Originally published at: Student creates an incredibly detailed "cheat sheet" for final exam | Boing Boing
…
That is… strangely beautiful and captivating. Reminiscent of some of the things we did for biochem classes.
Teacher here. Allowing students to bring in a “cheat sheet” is one of the dirtiest tricks that we pull. If we said, “review the material and take detailed notes,” we’d be widely ignored, but if we say they can bring in a cheat sheet, students produce masterpieces like this.
I had cheat sheets like this for all my classes that allowed it. I wish I’d keep some of them. I had classmates wanting to make photocopies for themselves but because I wrote them in pencil (fine pencil lead let me write smaller than with ink) they didn’t copy very well.
As noted, creating them is actually quite helpful in learning the material. The downside of course is that finding things during the exam is less than efficient.
I had a teacher who gave us the final exam the week before, and said “if you can memorize the answers, I will accep that.” So we all studied for a week, and figured out the right answers, and probably only realized that we had learned the stuff After the exam. Crafty teachers…
I am reminded of this urban legend (Cal Tech lore) where the physics professor allowed the students to create a cheat sheet. The student met up with the the professor’s colleague, Richard Feynman, and shared with him his thought and plan for exam day where the student would bring in a blank piece of paper, place it on the floor, and have Feynman stand on that piece of paper and coach the student through the exam. Feynman agreed to the plan.
I once saw a classmate bring in a cheat sheet he’d written in blue pen, then overwritten with more notes written in red pen. He brought two pieces of cellophane into the exam; one red, one blue. He put the blue cellophane on the paper to read the red ink, and vice-versa. Clever.
Two problems, the size of the magnifying glass I would need would be huge and I can’t read my own writing at normal size.
I know that’s legitimate cheating but the only real cheating I ever did was maybe witting a fromula down. To this day I still have to look up ohm’s law, not that I need it much but it was an entire electronic course. I couldn’t even remember the stupid triangle helper for ohm’s law. Probably why I never amounted to much, that and the weed. Wait a minute…
Ditto. Once they’ve prepared their cheat sheets, most of my students could probably ace the exam without ever looking at the cheat sheet. But they don’t realize that.
I let the students bring in an index card with F=ma written on it. This is why physics is cooler than chemistry, and also why I was extremely popular.

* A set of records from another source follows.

//! Order domain records returned by platforms.
//!
//! Records are plain values. They are built fresh for every call and handed to
//! the caller; nothing keeps a reference to them afterwards.

use chrono::{DateTime, Utc};
use serde::{Deserialize, Serialize};

use super::id::{CustomerId, ReturnId};
use super::price::Price;
use super::status::{BehaviorTag, ReturnStatus};

// =============================================================================
// Orders
// =============================================================================

/// A single order as seen by the support agent.
#[derive(Debug, Clone, PartialEq, Eq, Serialize, Deserialize)]
pub struct OrderRecord {
    /// Identifier as supplied by the caller.
    pub order_id: String,
    /// Owner of the order.
    pub customer_id: CustomerId,
    /// Lifecycle state.
    pub status: BehaviorTag,
    /// When the order was placed.
    pub created_at: DateTime<Utc>,
    /// When the order last changed.
    pub updated_at: DateTime<Utc>,
    /// Ordered line items.
    pub items: Vec<LineItem>,
    /// Sum of all line totals.
    pub total: Price,
    /// Delivery address.
    pub shipping_address: Address,
    /// Address the payment method is registered to.
    pub billing_address: Address,
    /// Carrier tracking, when the order has shipped.
    #[serde(skip_serializing_if = "Option::is_none")]
    pub tracking: Option<TrackingInfo>,
}

impl OrderRecord {
    /// Find a line item by its line id or SKU.
    #[must_use]
    pub fn find_item(&self, item_id: &str) -> Option<&LineItem> {
        self.items.iter().find(|item| item.matches(item_id))
    }

    /// Total number of units across all lines.
    #[must_use]
    pub fn unit_count(&self) -> u32 {
        self.items.iter().map(|item| item.quantity).sum()
    }
}

/// One line of a customer's order history.
#[derive(Debug, Clone, PartialEq, Eq, Serialize, Deserialize)]
pub struct OrderSummary {
    pub order_id: String,
    pub status: BehaviorTag,
    pub created_at: DateTime<Utc>,
    pub total: Price,
    /// Units across all lines.
    pub item_count: u32,
    #[serde(skip_serializing_if = "Option::is_none")]
    pub tracking_number: Option<String>,
}

impl From<&OrderRecord> for OrderSummary {
    fn from(record: &OrderRecord) -> Self {
        Self {
            order_id: record.order_id.clone(),
            status: record.status,
            created_at: record.created_at,
            total: record.total,
            item_count: record.unit_count(),
            tracking_number: record
                .tracking
                .as_ref()
                .map(|tracking| tracking.tracking_number.clone()),
        }
    }
}

/// A customer's recent orders, newest first.
#[derive(Debug, Clone, PartialEq, Eq, Serialize, Deserialize)]
pub struct CustomerOrders {
    pub customer_id: CustomerId,
    pub orders: Vec<OrderSummary>,
}

/// A line on an order.
#[derive(Debug, Clone, PartialEq, Eq, Serialize, Deserialize)]
pub struct LineItem {
    /// Line identifier, unique within the order (e.g. `ORD-1001-D-L1`).
    pub line_id: String,
    /// Stock keeping unit.
    pub sku: String,
    /// Product name.
    pub name: String,
    /// Units ordered.
    pub quantity: u32,
    /// Price per unit.
    pub unit_price: Price,
}

impl LineItem {
    /// Price of the whole line.
    #[must_use]
    pub fn line_total(&self) -> Price {
        self.unit_price * self.quantity
    }

    /// Whether `item_id` names this line, by line id or SKU.
    #[must_use]
    pub fn matches(&self, item_id: &str) -> bool {
        self.line_id == item_id || self.sku == item_id
    }
}

/// Postal address.
#[derive(Debug, Clone, PartialEq, Eq, Serialize, Deserialize)]
pub struct Address {
    pub line_1: String,
    pub city: String,
    pub region: String,
    pub postcode: String,
    pub country: String,
}

// =============================================================================
// Tracking
// =============================================================================

/// Carrier tracking for a shipped order.
#[derive(Debug, Clone, PartialEq, Eq, Serialize, Deserialize)]
pub struct TrackingInfo {
    /// Carrier name (UPS, `FedEx`, ...).
    pub carrier: String,
    /// Carrier tracking number.
    pub tracking_number: String,
    /// Public tracking page.
    pub tracking_url: String,
    /// Order state the tracking reflects.
    pub status: BehaviorTag,
    /// Expected delivery time, if not yet delivered.
    #[serde(skip_serializing_if = "Option::is_none")]
    pub estimated_delivery: Option<DateTime<Utc>>,
    /// Location of the most recent scan.
    #[serde(skip_serializing_if = "Option::is_none")]
    pub last_location: Option<String>,
    /// Scan history, oldest first.
    pub events: Vec<TrackingEvent>,
}

/// A single carrier scan.
#[derive(Debug, Clone, PartialEq, Eq, Serialize, Deserialize)]
pub struct TrackingEvent {
    pub timestamp: DateTime<Utc>,
    pub location: String,
    pub description: String,
}

// =============================================================================
// Actions
// =============================================================================

/// Outcome of a mutating operation (cancel, return).
#[derive(Debug, Clone, PartialEq, Eq, Serialize, Deserialize)]
pub struct ActionResult {
    /// Whether the action went through.
    pub success: bool,
    /// Order the action targeted.
    pub order_id: String,
    /// Order state after the action.
    #[serde(skip_serializing_if = "Option::is_none")]
    pub new_status: Option<BehaviorTag>,
    /// Human-readable outcome.
    pub message: String,
    /// Stable error code on failure.
    #[serde(skip_serializing_if = "Option::is_none")]
    pub error_code: Option<String>,
    /// Order as it stands after the action.
    #[serde(skip_serializing_if = "Option::is_none")]
    pub record: Option<OrderRecord>,
    /// Return request created by the action.
    #[serde(skip_serializing_if = "Option::is_none")]
    pub return_details: Option<ReturnDetails>,
}

impl ActionResult {
    /// A successful action that left the order in `record`'s state.
    #[must_use]
    pub fn succeeded(record: OrderRecord, message: impl Into<String>) -> Self {
        Self {
            success: true,
            order_id: record.order_id.clone(),
            new_status: Some(record.status),
            message: message.into(),
            error_code: None,
            record: Some(record),
            return_details: None,
        }
    }

    /// A failed action.
    #[must_use]
    pub fn failed(
        order_id: impl Into<String>,
        error_code: impl Into<String>,
        message: impl Into<String>,
    ) -> Self {
        Self {
            success: false,
            order_id: order_id.into(),
            new_status: None,
            message: message.into(),
            error_code: Some(error_code.into()),
            record: None,
            return_details: None,
        }
    }

    /// Attach the return request created by this action.
    #[must_use]
    pub fn with_return(mut self, details: ReturnDetails) -> Self {
        self.return_details = Some(details);
        self
    }
}

/// A return request.
#[derive(Debug, Clone, PartialEq, Eq, Serialize, Deserialize)]
pub struct ReturnDetails {
    pub return_id: ReturnId,
    pub status: ReturnStatus,
    pub reason: String,
    /// Line ids being returned.
    pub items: Vec<String>,
    pub refund_amount: Price,
}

For one AP Physics exam long ago, I kept muttering the relevant equations to myself up until the test began, then quickly scribbled them on the margins. Short term memory FTW! Alternately, in a study group friends and I started turning equations into silly jingles. The jingles stuck better than the dry as dust straight equations, to this day I still remember Avocado Pie! and nert - gert - dirt.
I recently found an algebra cheat sheet that i stuck in the lid of my calculator in the early 90s. not as complicated but same idea. ha.

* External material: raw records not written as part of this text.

//! Order tools.

use serde_json::json;

use super::{ORDERS_DOMAIN, Tool, ToolAnnotations};

const ORDER_ID_DESCRIPTION: &str = "The order number (e.g., 'ORD-1001-D'). Demo orders end in a \
    status letter: D delivered, S shipped, T in transit, P processing, R ready for pickup, \
    C cancelled, F failed, E not found; no letter means pending.";

const CUSTOMER_ID_DESCRIPTION: &str =
    "Customer ID of the person asking. When given, the order must belong to them.";

/// Get all order-related tools.
#[must_use]
pub fn order_tools() -> Vec<Tool> {
    vec![
        Tool {
            name: "get_order_status".to_string(),
            description: "Get the current status of an order. Returns the order's items, \
                total, shipping address, dates and tracking details when it has shipped."
                .to_string(),
            input_schema: json!({
                "type": "object",
                "properties": {
                    "order_id": {
                        "type": "string",
                        "description": ORDER_ID_DESCRIPTION
                    },
                    "customer_id": {
                        "type": "string",
                        "description": CUSTOMER_ID_DESCRIPTION
                    }
                },
                "required": ["order_id"]
            }),
            annotations: ToolAnnotations::READ_ONLY,
            domain: Some(ORDERS_DOMAIN.to_string()),
        },
        Tool {
            name: "get_customer_orders".to_string(),
            description: "List a customer's recent orders, newest first, with status, date, \
                total, item count and tracking number. Use it when the customer does not \
                know their order number."
                .to_string(),
            input_schema: json!({
                "type": "object",
                "properties": {
                    "customer_id": {
                        "type": "string",
                        "description": "Customer ID whose orders to list (e.g., 'CUST-101')"
                    },
                    "status": {
                        "type": "string",
                        "enum": [
                            "pending", "processing", "ready_for_pickup", "shipped",
                            "in_transit", "delivered", "cancelled", "failed"
                        ],
                        "description": "Only list orders in this status"
                    },
                    "limit": {
                        "type": "integer",
                        "minimum": 1,
                        "maximum": 20,
                        "description": "Most orders to list (default 10)"
                    }
                },
                "required": ["customer_id"]
            }),
            annotations: ToolAnnotations::READ_ONLY,
            domain: Some(ORDERS_DOMAIN.to_string()),
        },
        Tool {
            name: "cancel_order".to_string(),
            description: "Cancel an order that has not shipped yet (pending, processing or \
                ready for pickup). Orders that have shipped must be returned instead."
                .to_string(),
            input_schema: json!({
                "type": "object",
                "properties": {
                    "order_id": {
                        "type": "string",
                        "description": ORDER_ID_DESCRIPTION
                    },
                    "reason": {
                        "type": "string",
                        "description": "Why the customer is cancelling (max 500 characters, default 'Customer requested')",
                        "maxLength": 500
                    },
                    "customer_id": {
                        "type": "string",
                        "description": CUSTOMER_ID_DESCRIPTION
                    }
                },
                "required": ["order_id"]
            }),
            annotations: ToolAnnotations::DESTRUCTIVE,
            domain: Some(ORDERS_DOMAIN.to_string()),
        },
        Tool {
            name: "process_return".to_string(),
            description: "Start a return for a delivered order. Returns the whole order unless \
                specific items are listed, and reports the return ID and refund amount."
                .to_string(),
            input_schema: json!({
                "type": "object",
                "properties": {
                    "order_id": {
                        "type": "string",
                        "description": ORDER_ID_DESCRIPTION
                    },
                    "item_ids": {
                        "type": "array",
                        "items": { "type": "string" },
                        "minItems": 1,
                        "description": "Line item IDs or SKUs to return (omit to return everything)"
                    },
                    "reason": {
                        "type": "string",
                        "description": "Why the items are being returned (max 500 characters, default 'Customer return')",
                        "maxLength": 500
                    },
                    "customer_id": {
                        "type": "string",
                        "description": CUSTOMER_ID_DESCRIPTION
                    }
                },
                "required": ["order_id"]
            }),
            annotations: ToolAnnotations::DESTRUCTIVE,
            domain: Some(ORDERS_DOMAIN.to_string()),
        },
        Tool {
            name: "track_package".to_string(),
            description: "Get carrier tracking for a shipped order: carrier, tracking number \
                and link, estimated delivery and scan history."
                .to_string(),
            input_schema: json!({
                "type": "object",
                "properties": {
                    "order_id": {
                        "type": "string",
                        "description": ORDER_ID_DESCRIPTION
                    },
                    "customer_id": {
                        "type": "string",
                        "description": CUSTOMER_ID_DESCRIPTION
                    }
                },
                "required": ["order_id"]
            }),
            annotations: ToolAnnotations::READ_ONLY,
            domain: Some(ORDERS_DOMAIN.to_string()),
        },
    ]
}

I remember doing something like this for university exams, but rather than doing it by hand, I used OpenOffice and LaTeX, squeezed everything onto IIRC eight sides of A4 and then shrank the whole lot down to print it out as four ‘pages’ per side. It was incredibly useful not to have to remember formulae and methods - exams are supposed to test ability to use what we have learned, not be a stupid memory test.
For Avogadro’s number, we were taught it as 6.022 x 10^23 but as a teen I thought it was more memorable as “602 sextillion”.

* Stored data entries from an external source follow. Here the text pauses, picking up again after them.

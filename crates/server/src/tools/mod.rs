//! Tool definitions and dispatch.
//!
//! Two domains of tools are exposed:
//!
//! **Order tools (4):** look up, cancel, return and track orders through the
//! [`ValidationLayer`]. Cancel and return are the only tools that change
//! anything.
//!
//! **Support tools (10):** read-only lookups over the static
//! [`SupportContent`].

mod executor;
mod orders;
mod support;

pub use orders::order_tools;
pub use support::support_tools;

use parcel_desk_core::ValidationLayer;
use serde::Serialize;
use serde_json::Value;
use thiserror::Error;
use tracing::{debug, instrument};

use crate::content::SupportContent;

/// Domain of the order tools.
pub const ORDERS_DOMAIN: &str = "orders";

/// Domain of the support-information tools.
pub const SUPPORT_DOMAIN: &str = "support";

/// A tool as advertised to MCP clients.
#[derive(Debug, Clone, Serialize)]
#[serde(rename_all = "camelCase")]
pub struct Tool {
    /// Name of the tool.
    pub name: String,
    /// Description of what the tool does.
    pub description: String,
    /// JSON Schema for the tool's input parameters.
    pub input_schema: Value,
    /// Behaviour hints for clients.
    pub annotations: ToolAnnotations,
    /// Domain the tool belongs to (internal, not sent to clients).
    #[serde(skip)]
    pub domain: Option<String>,
}

/// MCP tool annotations.
#[derive(Debug, Clone, Copy, PartialEq, Eq, Serialize)]
#[serde(rename_all = "camelCase")]
pub struct ToolAnnotations {
    pub read_only_hint: bool,
    pub destructive_hint: bool,
}

impl ToolAnnotations {
    /// A tool that only reads.
    pub const READ_ONLY: Self = Self {
        read_only_hint: true,
        destructive_hint: false,
    };

    /// A tool that changes order state.
    pub const DESTRUCTIVE: Self = Self {
        read_only_hint: false,
        destructive_hint: true,
    };
}

impl Tool {
    /// Whether the tool only reads.
    #[must_use]
    pub const fn is_read_only(&self) -> bool {
        self.annotations.read_only_hint
    }
}

/// Get all tools (15 total: 5 order tools followed by 10 support tools).
#[must_use]
pub fn all_tools() -> Vec<Tool> {
    let mut tools = Vec::with_capacity(15);
    tools.extend(order_tools());
    tools.extend(support_tools());
    tools
}

/// Get a tool by name.
#[must_use]
pub fn get_tool_by_name(name: &str) -> Option<Tool> {
    all_tools().into_iter().find(|t| t.name == name)
}

/// Get all tools for a specific domain.
#[must_use]
pub fn get_tools_by_domain(domain: &str) -> Vec<Tool> {
    all_tools()
        .into_iter()
        .filter(|t| t.domain.as_deref() == Some(domain))
        .collect()
}

/// Get tool names from a list of tools.
#[must_use]
pub fn get_tool_names(tools: &[Tool]) -> Vec<&str> {
    tools.iter().map(|t| t.name.as_str()).collect()
}

/// Errors that stop a tool from producing any result.
///
/// Business failures such as an order that cannot be cancelled are not
/// errors here; they come back as [`ToolResult::Rejected`].
#[derive(Debug, Error)]
pub enum ToolError {
    #[error("Unknown tool: {0}")]
    UnknownTool(String),

    #[error("Failed to serialize tool result: {0}")]
    Serialization(#[from] serde_json::Error),
}

/// Result of tool execution.
#[derive(Debug, Clone, PartialEq)]
pub enum ToolResult {
    /// The tool answered.
    Success(Value),
    /// The request was refused; the value carries an `error_code` and `message`.
    Rejected(Value),
}

impl ToolResult {
    /// Whether the request was refused.
    #[must_use]
    pub const fn is_error(&self) -> bool {
        matches!(self, Self::Rejected(_))
    }

    /// The JSON payload.
    #[must_use]
    pub const fn value(&self) -> &Value {
        match self {
            Self::Success(value) | Self::Rejected(value) => value,
        }
    }

    /// Take the JSON payload.
    #[must_use]
    pub fn into_value(self) -> Value {
        match self {
            Self::Success(value) | Self::Rejected(value) => value,
        }
    }
}

/// Executor for the support tools.
///
/// Maps tool names to order operations and content lookups. Holds borrows
/// only, so one is cheap to build per request.
pub struct ToolExecutor<'a> {
    orders: &'a ValidationLayer,
    content: &'a SupportContent,
}

impl<'a> ToolExecutor<'a> {
    /// Create a new tool executor.
    #[must_use]
    pub const fn new(orders: &'a ValidationLayer, content: &'a SupportContent) -> Self {
        Self { orders, content }
    }

    /// Execute a tool.
    ///
    /// # Arguments
    ///
    /// * `name` - Tool name
    /// * `input` - Tool arguments as a JSON object (`null` means no arguments)
    ///
    /// # Errors
    ///
    /// Returns [`ToolError::UnknownTool`] for a name not in [`all_tools`].
    #[instrument(skip(self, input), fields(tool_name = %name))]
    pub async fn execute(&self, name: &str, input: &Value) -> Result<ToolResult, ToolError> {
        let result = match name {
            // Orders
            "get_order_status" => self.get_order_status(input).await,
            "get_customer_orders" => self.get_customer_orders(input).await,
            "cancel_order" => self.cancel_order(input).await,
            "process_return" => self.process_return(input).await,
            "track_package" => self.track_package(input).await,

            // Support information
            "get_support_info" => self.get_support_info(input),
            "get_return_policy" => self.get_return_policy(input),
            "get_shipping_info" => self.get_shipping_info(input),
            "get_contact_information" => self.get_contact_information(input),
            "get_size_guide" => self.get_size_guide(input),
            "get_warranty_information" => self.get_warranty_information(input),
            "get_product_care_info" => self.get_product_care_info(input),
            "get_payment_information" => self.get_payment_information(input),
            "get_account_help" => self.get_account_help(input),
            "get_loyalty_program_info" => self.get_loyalty_program_info(input),

            _ => Err(ToolError::UnknownTool(name.to_string())),
        }?;

        debug!(is_error = result.is_error(), "Tool finished");
        Ok(result)
    }
}

#[cfg(test)]
#[allow(clippy::indexing_slicing)]
mod tests {
    use super::*;

    #[test]
    fn test_all_tools_count() {
        let tools = all_tools();
        assert_eq!(tools.len(), 15);
    }

    #[test]
    fn test_tool_names_unique() {
        let tools = all_tools();
        let mut names = get_tool_names(&tools);
        names.sort_unstable();
        names.dedup();
        assert_eq!(names.len(), 15);
    }

    #[test]
    fn test_get_tool_by_name() {
        let tool = get_tool_by_name("cancel_order");
        assert!(tool.is_some_and(|t| !t.is_read_only()));
        assert!(get_tool_by_name("nonexistent_tool").is_none());
    }

    #[test]
    fn test_get_tools_by_domain() {
        let orders = get_tools_by_domain(ORDERS_DOMAIN);
        assert_eq!(
            get_tool_names(&orders),
            vec![
                "get_order_status",
                "get_customer_orders",
                "cancel_order",
                "process_return",
                "track_package"
            ]
        );
        assert_eq!(get_tools_by_domain(SUPPORT_DOMAIN).len(), 10);
        assert!(get_tools_by_domain("billing").is_empty());
    }

    #[test]
    fn test_only_cancel_and_return_are_destructive() {
        let destructive: Vec<String> = all_tools()
            .into_iter()
            .filter(|t| t.annotations.destructive_hint)
            .map(|t| t.name)
            .collect();
        assert_eq!(destructive, vec!["cancel_order", "process_return"]);
    }

    #[test]
    fn test_tool_serializes_for_mcp() {
        let Some(tool) = get_tool_by_name("track_package") else {
            panic!("track_package missing");
        };
        let value = serde_json::to_value(&tool).unwrap_or_default();
        assert_eq!(value["name"], "track_package");
        assert_eq!(value["inputSchema"]["required"][0], "order_id");
        assert_eq!(value["annotations"]["readOnlyHint"], true);
        assert_eq!(value["annotations"]["destructiveHint"], false);
        assert!(value.get("domain").is_none());
    }

    #[test]
    fn test_every_schema_is_an_object() {
        for tool in all_tools() {
            assert_eq!(tool.input_schema["type"], "object", "{}", tool.name);
            assert!(!tool.description.is_empty(), "{}", tool.name);
        }
    }
}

My first cheat sheets were done with dot-matrix printers and a small font. With the introduction of laser printers I was able to bring down the font size significantly while still being legible, allowing for letters that were much smaller than any handwriting.
I was a computer science major, not an engineer, but we did use Ohm’s law a lot in one class where we got deep into generalized architecture. For the duration of the class, and probably a few weeks afterwards, I knew it really well, but haven’t needed it since, so it’s been removed from my cache to make that memory space available for things I am using.
My PhD advisor would do this for his classes. We would collect them along with the exams (so everyone would have to prepare their own, which as others have mentioned is the subtle trick instructors play). Next class session we’d show off some of the exceptional cards and give out prizes (usually leftover halloween candy) for things like “best use of color”, “most compact writing”, “most organized”. Good fun.
I used a similar method for my engineering exams. I would regularly build a proper cheat sheet, prioritizing difficult to remember constants and formulae. Right up until I was handed the test, I’d review the notes to keep them in my head.
The moment I was given the exam to start, I’d clearly put away the sheet and then flip over the exam and re-write the relevant material so that I didn’t have to keep referencing it.
Speaking from my experience, the problem with these really big cheat sheets is that it can really encourage you to focus on the rote reference of things, where the distillation and recontextualization of the notes is a really valuable part. I’ve had many colleagues and students bring in really detailed cheat sheets like this and… they spend so much of the exam struggling to read and recreate the point, rather than just going down to their quick reference. I’ve never had a student who took that path who actually really outperfomed because of it; there’s something more valuable in being able to summarize the class material by hopping on one foot.